*Given entries:*
=====
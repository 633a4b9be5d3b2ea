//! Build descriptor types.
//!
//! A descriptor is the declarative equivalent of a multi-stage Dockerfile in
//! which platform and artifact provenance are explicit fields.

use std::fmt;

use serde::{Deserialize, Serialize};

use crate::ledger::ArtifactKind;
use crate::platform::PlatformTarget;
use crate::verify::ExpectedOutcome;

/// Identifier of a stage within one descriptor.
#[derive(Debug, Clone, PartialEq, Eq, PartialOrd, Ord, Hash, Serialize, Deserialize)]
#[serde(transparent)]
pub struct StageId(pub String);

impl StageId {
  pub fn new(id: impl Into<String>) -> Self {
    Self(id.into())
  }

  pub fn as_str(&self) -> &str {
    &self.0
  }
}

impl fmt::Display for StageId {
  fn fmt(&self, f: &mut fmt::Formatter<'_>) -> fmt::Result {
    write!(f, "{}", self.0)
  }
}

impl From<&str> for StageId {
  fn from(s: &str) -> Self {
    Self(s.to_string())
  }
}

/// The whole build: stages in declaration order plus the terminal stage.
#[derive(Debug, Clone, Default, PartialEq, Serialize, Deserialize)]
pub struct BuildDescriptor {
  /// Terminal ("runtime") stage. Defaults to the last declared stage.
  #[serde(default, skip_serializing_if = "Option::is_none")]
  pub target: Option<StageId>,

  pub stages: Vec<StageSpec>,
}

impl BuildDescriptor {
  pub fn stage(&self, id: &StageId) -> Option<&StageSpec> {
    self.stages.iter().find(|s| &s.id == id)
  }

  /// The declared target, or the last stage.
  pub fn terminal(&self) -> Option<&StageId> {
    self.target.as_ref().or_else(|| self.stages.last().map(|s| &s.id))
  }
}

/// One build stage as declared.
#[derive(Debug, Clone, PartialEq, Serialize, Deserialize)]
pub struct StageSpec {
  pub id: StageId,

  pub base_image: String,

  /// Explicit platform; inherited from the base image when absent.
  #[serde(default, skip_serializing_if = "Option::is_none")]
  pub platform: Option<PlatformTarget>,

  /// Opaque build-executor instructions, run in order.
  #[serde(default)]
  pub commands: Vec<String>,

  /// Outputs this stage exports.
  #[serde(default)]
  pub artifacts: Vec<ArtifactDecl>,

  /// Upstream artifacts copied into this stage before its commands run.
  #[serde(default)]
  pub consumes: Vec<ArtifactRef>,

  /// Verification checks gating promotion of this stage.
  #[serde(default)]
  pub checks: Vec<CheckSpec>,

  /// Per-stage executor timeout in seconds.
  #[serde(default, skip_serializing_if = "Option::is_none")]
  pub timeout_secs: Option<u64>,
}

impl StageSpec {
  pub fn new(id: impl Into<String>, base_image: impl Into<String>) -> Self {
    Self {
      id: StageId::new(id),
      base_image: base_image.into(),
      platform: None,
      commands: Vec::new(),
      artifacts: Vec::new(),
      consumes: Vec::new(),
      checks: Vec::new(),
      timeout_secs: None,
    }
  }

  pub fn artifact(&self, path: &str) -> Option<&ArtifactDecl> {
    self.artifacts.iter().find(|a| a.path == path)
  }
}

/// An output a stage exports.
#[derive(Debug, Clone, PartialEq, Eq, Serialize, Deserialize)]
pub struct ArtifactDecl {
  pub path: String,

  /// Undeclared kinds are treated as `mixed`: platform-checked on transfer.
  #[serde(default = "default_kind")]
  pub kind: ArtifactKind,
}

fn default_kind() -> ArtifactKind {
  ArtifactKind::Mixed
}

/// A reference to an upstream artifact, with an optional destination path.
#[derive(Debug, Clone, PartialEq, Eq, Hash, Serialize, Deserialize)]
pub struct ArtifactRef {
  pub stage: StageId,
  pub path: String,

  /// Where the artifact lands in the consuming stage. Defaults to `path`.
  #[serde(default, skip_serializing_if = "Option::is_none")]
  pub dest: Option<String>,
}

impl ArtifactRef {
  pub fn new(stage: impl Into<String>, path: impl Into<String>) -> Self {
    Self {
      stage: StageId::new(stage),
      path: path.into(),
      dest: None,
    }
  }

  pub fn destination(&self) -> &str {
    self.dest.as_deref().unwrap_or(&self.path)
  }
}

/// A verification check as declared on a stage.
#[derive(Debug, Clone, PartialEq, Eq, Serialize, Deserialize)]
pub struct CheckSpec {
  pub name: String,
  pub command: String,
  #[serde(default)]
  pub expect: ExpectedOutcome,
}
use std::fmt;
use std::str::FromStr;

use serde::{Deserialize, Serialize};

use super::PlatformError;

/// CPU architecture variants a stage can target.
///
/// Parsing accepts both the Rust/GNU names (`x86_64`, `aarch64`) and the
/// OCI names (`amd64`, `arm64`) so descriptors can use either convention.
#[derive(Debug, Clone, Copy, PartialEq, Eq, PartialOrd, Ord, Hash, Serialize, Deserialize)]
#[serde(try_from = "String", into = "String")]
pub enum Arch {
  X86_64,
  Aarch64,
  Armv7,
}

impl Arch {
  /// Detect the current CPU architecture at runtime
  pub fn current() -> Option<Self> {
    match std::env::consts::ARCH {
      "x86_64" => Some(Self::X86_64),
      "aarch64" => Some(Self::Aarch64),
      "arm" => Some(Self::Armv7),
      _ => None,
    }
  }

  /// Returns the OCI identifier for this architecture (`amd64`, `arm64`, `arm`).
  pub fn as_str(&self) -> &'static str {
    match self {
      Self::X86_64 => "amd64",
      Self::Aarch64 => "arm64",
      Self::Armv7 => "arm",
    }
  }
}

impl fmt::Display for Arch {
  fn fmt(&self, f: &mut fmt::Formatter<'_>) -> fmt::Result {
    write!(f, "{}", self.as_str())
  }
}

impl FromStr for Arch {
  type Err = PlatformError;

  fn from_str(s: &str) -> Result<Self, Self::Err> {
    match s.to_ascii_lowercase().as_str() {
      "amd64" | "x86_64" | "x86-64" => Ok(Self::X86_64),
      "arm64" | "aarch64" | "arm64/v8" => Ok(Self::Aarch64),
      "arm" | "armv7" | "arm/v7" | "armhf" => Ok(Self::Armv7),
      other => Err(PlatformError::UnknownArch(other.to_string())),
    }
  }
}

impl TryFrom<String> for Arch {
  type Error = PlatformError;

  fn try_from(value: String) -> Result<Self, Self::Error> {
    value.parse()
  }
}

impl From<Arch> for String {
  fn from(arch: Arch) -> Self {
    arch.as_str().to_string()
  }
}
=====
*Exercise prompt:* Scan the lines above for the word "PartialOrd". Return each one that has it.

*Written reply:*
#[derive(Debug, Clone, PartialEq, Eq, PartialOrd, Ord, Hash, Serialize, Deserialize)]
#[derive(Debug, Clone, Copy, PartialEq, Eq, PartialOrd, Ord, Hash, Serialize, Deserialize)]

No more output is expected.